**ENTRIES SUPPLIED**
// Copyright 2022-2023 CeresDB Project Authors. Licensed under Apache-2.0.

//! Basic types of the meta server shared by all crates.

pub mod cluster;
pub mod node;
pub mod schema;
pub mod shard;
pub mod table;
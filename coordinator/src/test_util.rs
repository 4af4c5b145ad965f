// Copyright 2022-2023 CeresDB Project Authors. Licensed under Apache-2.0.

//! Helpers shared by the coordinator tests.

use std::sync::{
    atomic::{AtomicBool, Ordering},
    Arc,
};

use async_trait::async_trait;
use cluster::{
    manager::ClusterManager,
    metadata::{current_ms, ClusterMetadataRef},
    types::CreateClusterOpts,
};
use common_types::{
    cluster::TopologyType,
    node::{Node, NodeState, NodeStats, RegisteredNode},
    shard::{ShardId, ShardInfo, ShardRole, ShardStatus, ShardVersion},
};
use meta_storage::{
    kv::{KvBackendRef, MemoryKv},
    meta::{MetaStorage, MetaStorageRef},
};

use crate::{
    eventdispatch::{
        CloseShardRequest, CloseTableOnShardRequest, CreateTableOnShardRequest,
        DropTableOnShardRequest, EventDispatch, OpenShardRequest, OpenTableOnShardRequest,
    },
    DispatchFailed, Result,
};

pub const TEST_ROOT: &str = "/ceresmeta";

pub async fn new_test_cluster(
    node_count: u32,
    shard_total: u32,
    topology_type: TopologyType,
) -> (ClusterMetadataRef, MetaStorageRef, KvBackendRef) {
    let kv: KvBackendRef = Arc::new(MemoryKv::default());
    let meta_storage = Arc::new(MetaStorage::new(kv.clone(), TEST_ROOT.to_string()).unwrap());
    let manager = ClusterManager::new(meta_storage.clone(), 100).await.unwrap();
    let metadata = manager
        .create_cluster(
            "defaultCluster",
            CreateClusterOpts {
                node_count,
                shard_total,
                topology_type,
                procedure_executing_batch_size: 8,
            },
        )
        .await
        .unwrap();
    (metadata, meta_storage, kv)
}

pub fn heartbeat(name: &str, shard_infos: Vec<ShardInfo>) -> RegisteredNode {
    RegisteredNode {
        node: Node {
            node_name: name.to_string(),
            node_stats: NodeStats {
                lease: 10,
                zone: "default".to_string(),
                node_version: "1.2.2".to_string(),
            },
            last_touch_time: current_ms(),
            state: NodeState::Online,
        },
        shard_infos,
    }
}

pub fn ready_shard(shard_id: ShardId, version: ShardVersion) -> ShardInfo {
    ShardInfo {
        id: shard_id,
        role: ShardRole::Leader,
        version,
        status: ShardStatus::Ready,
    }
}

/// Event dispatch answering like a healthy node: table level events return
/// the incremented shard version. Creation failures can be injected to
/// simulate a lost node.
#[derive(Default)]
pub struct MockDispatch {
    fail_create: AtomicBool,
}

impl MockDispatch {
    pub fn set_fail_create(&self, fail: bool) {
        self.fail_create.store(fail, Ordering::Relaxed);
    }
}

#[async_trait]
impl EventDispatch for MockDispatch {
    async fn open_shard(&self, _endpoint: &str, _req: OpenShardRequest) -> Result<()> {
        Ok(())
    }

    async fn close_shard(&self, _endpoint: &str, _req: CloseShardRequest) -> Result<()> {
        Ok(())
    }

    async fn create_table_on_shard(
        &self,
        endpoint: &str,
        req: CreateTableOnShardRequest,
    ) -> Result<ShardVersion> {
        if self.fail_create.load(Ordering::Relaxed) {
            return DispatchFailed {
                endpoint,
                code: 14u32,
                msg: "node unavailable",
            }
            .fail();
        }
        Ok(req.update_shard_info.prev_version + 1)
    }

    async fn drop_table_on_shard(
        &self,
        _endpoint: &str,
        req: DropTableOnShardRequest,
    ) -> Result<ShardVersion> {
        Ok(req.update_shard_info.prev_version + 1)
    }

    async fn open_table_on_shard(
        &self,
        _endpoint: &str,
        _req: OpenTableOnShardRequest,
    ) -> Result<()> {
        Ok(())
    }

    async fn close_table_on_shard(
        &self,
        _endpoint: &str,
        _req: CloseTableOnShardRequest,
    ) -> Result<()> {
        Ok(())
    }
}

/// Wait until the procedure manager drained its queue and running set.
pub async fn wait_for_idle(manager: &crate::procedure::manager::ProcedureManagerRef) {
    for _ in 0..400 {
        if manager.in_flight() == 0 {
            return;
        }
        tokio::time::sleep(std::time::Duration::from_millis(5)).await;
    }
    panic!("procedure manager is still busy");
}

**WHAT YOU ARE ASKED TO DO**
Across the listing above, find all lines where the word "await" is present and copy them.

**TASK OUTPUT**
    let manager = ClusterManager::new(meta_storage.clone(), 100).await.unwrap();
        .await
        tokio::time::sleep(std::time::Duration::from_millis(5)).await;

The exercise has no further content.